What the task asks —
Every line in the records below that holds "Garden" must be identified and copied.

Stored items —

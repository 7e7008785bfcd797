use mmrec_core::{Filters, Item, RecommendRequest, Recommender};
use mmrec_rank::{RecommendEngine, Worker};
use serde_json::json;

fn catalog() -> Vec<Item> {
    vec![
        Item::new("Red Running Shoes", "Footwear>Sports", "Acme", 50.0),
        Item::new("Blue Running Shoes", "Footwear>Sports", "Acme", 52.0),
        Item::new("Office Chair", "Furniture>Office", "Zed", 80.0),
    ]
}

fn names(items: &[Item]) -> Vec<&str> {
    items.iter().map(|i| i.product_name.as_str()).collect()
}

#[test]
fn similar_shoe_ranks_before_unrelated_chair() {
    let mut request = RecommendRequest::new(catalog(), vec![0]);
    request.topk = Some(2.0);
    request.lambda = Some(0.5);
    let out = RecommendEngine::default().recommend(&request).expect("recommend");

    assert!(!out.is_empty() && out.len() <= 2);
    assert_eq!(out[0].product_name, "Blue Running Shoes");
    if let Some(pos) = out.iter().position(|i| i.product_name == "Office Chair") {
        assert!(pos > 0, "chair must come after the shoe");
    }
    for item in &out {
        let reason = item.reason.as_deref().unwrap_or("");
        assert!(!reason.is_empty(), "{} has no reason", item.product_name);
    }
    assert!(out[0].reason.as_deref().unwrap_or("").starts_with("similar to Red Running Shoes"));
}

#[test]
fn category_filter_drives_request_without_seeds() {
    let mut request = RecommendRequest::new(catalog(), vec![]);
    request.topk = Some(1.0);
    request.filters = Filters { categories: vec!["Furniture".into()], ..Filters::default() };
    let out = RecommendEngine::default().recommend(&request).expect("recommend");

    assert_eq!(names(&out), vec!["Office Chair"]);
    let reason = out[0].reason.as_deref().unwrap_or("");
    assert!(reason.contains("matches chosen category"), "reason was {reason:?}");
}

#[test]
fn nothing_within_budget_returns_empty() {
    let mut request = RecommendRequest::new(catalog(), vec![0]);
    request.budget = Some(10.0);
    let out = RecommendEngine::default().recommend(&request).expect("recommend");
    assert!(out.is_empty(), "got {:?}", names(&out));
}

#[test]
fn brand_boost_adds_fixed_bonus_to_matching_brand() {
    let engine = RecommendEngine::default();
    let mut plain = RecommendRequest::new(catalog(), vec![0]);
    plain.filters = Filters { brands: vec!["Zed".into()], ..Filters::default() };
    let mut boosted = plain.clone();
    boosted.filters.brand_boost = 1.0;

    let plain = engine.score(&plain).expect("score").expect("pool");
    let boosted = engine.score(&boosted).expect("score").expect("pool");
    assert!(plain.pool.relaxed, "no Zed item overlaps the seed, so the relaxed pass fills the pool");

    let chair_gain = boosted.score_of(2).expect("chair") - plain.score_of(2).expect("chair");
    let shoe_gain = boosted.score_of(1).expect("shoe") - plain.score_of(1).expect("shoe");
    assert!((chair_gain - 0.15).abs() < 1e-9, "chair gained {chair_gain}");
    assert!(shoe_gain.abs() < 1e-12, "non-matching brand gained {shoe_gain}");
}

#[test]
fn brand_boost_shifts_ranking() {
    let products = vec![
        Item::new("Red Running Shoes", "Footwear>Sports", "Acme", 50.0),
        Item::new("Blue Running Shoes", "Footwear>Sports", "Acme", 52.0),
        Item::new("Garden Hose", "Garden", "Hoseco", 100.0),
        Item::new("Office Chair", "Furniture>Office", "Zed", 300.0),
    ];
    let mut request = RecommendRequest::new(products, vec![0]);
    request.lambda = Some(1.0);
    request.topk = Some(3.0);
    request.filters = Filters { brands: vec!["Zed".into()], ..Filters::default() };
    let engine = RecommendEngine::default();

    let out = engine.recommend(&request).expect("recommend");
    assert_eq!(names(&out), vec!["Blue Running Shoes", "Garden Hose", "Office Chair"]);

    request.filters.brand_boost = 1.0;
    let out = engine.recommend(&request).expect("recommend");
    assert_eq!(names(&out), vec!["Blue Running Shoes", "Office Chair", "Garden Hose"]);
    assert!(out[1].reason.as_deref().unwrap_or("").ends_with("matches chosen brand"));
}

#[test]
fn items_with_conflicting_or_odd_fields_still_rank() {
    let worker = Worker::new(RecommendEngine::default());
    let message = json!({
        "products": [
            {"product_name": "Red Running Shoes", "product_category_tree": "Footwear>Sports", "brand": "Acme", "price": 50},
            {"product_name": "Blue Running Shoes", "name": "Blue", "product_category_tree": "Footwear>Sports", "brand": "Acme", "price": 52},
            {"product_name": "Green Running Shoes", "product_category_tree": "Footwear>Sports", "brand": "Acme", "price": 55, "reason": 7}
        ],
        "selIndices": [0]
    });
    let out: serde_json::Value = serde_json::from_str(&worker.handle_json(&message.to_string())).expect("json");
    let mut names: Vec<&str> = out.as_array().expect("array").iter().filter_map(|i| i["product_name"].as_str()).collect();
    names.sort_unstable();
    assert_eq!(names, vec!["Blue Running Shoes", "Green Running Shoes"]);
    assert!(out[0]["reason"].as_str().is_some_and(|r| r.starts_with("similar to")), "reason is rewritten");
}

#[test]
fn worker_answers_wire_messages() {
    let worker = Worker::new(RecommendEngine::default());
    let message = json!({
        "products": [
            {"name": "Red Running Shoes", "category": "Footwear>Sports", "brand": "Acme", "price": "₹50"},
            {"product_name": "Blue Running Shoes", "product_category_tree": "Footwear>Sports", "brand": "Acme", "price": "₹1,052", "sku": "B-2"},
            "garbage",
            {"product_name": "Office Chair", "product_category_tree": "Furniture>Office", "brand": "Zed", "price": 80}
        ],
        "selIndices": [0, "7", 42],
        "topk": "3"
    });
    let out: serde_json::Value = serde_json::from_str(&worker.handle_json(&message.to_string())).expect("json");
    let first = &out[0];
    assert_eq!(first["product_name"], "Blue Running Shoes");
    assert_eq!(first["price"], "₹1,052", "price is echoed as given");
    assert_eq!(first["sku"], "B-2");
    let reason = first["reason"].as_str().expect("reason");
    assert!(reason.contains("price ₹1,052"), "reason was {reason:?}");
}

Answer to this exercise —
        Item::new("Garden Hose", "Garden", "Hoseco", 100.0),
    assert_eq!(names(&out), vec!["Blue Running Shoes", "Garden Hose", "Office Chair"]);
    assert_eq!(names(&out), vec!["Blue Running Shoes", "Office Chair", "Garden Hose"]);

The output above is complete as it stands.